WHAT YOU WILL DO → Word for word, transcribe all of the records.

[RECORDS TO USE — start]

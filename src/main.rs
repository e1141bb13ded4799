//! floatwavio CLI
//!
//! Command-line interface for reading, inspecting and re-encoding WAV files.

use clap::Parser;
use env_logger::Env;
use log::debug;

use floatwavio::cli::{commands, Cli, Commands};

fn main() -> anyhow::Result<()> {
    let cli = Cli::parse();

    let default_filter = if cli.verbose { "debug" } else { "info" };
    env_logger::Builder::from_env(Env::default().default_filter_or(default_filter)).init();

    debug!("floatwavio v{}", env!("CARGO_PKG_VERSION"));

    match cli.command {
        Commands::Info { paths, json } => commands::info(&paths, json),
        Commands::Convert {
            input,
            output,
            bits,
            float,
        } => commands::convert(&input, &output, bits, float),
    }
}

[RECORDS TO USE — finish]

RESULT FOR THIS EXERCISE →
filename src/main.rs
repository e1141bb13ded4799
//! floatwavio CLI
//!
//! Command-line interface for reading, inspecting and re-encoding WAV files.

use clap::Parser;
use env_logger::Env;
use log::debug;

use floatwavio::cli::{commands, Cli, Commands};

fn main() -> anyhow::Result<()> {
    let cli = Cli::parse();

    let default_filter = if cli.verbose { "debug" } else { "info" };
    env_logger::Builder::from_env(Env::default().default_filter_or(default_filter)).init();

    debug!("floatwavio v{}", env!("CARGO_PKG_VERSION"));

    match cli.command {
        Commands::Info { paths, json } => commands::info(&paths, json),
        Commands::Convert {
            input,
            output,
            bits,
            float,
        } => commands::convert(&input, &output, bits, float),
    }
}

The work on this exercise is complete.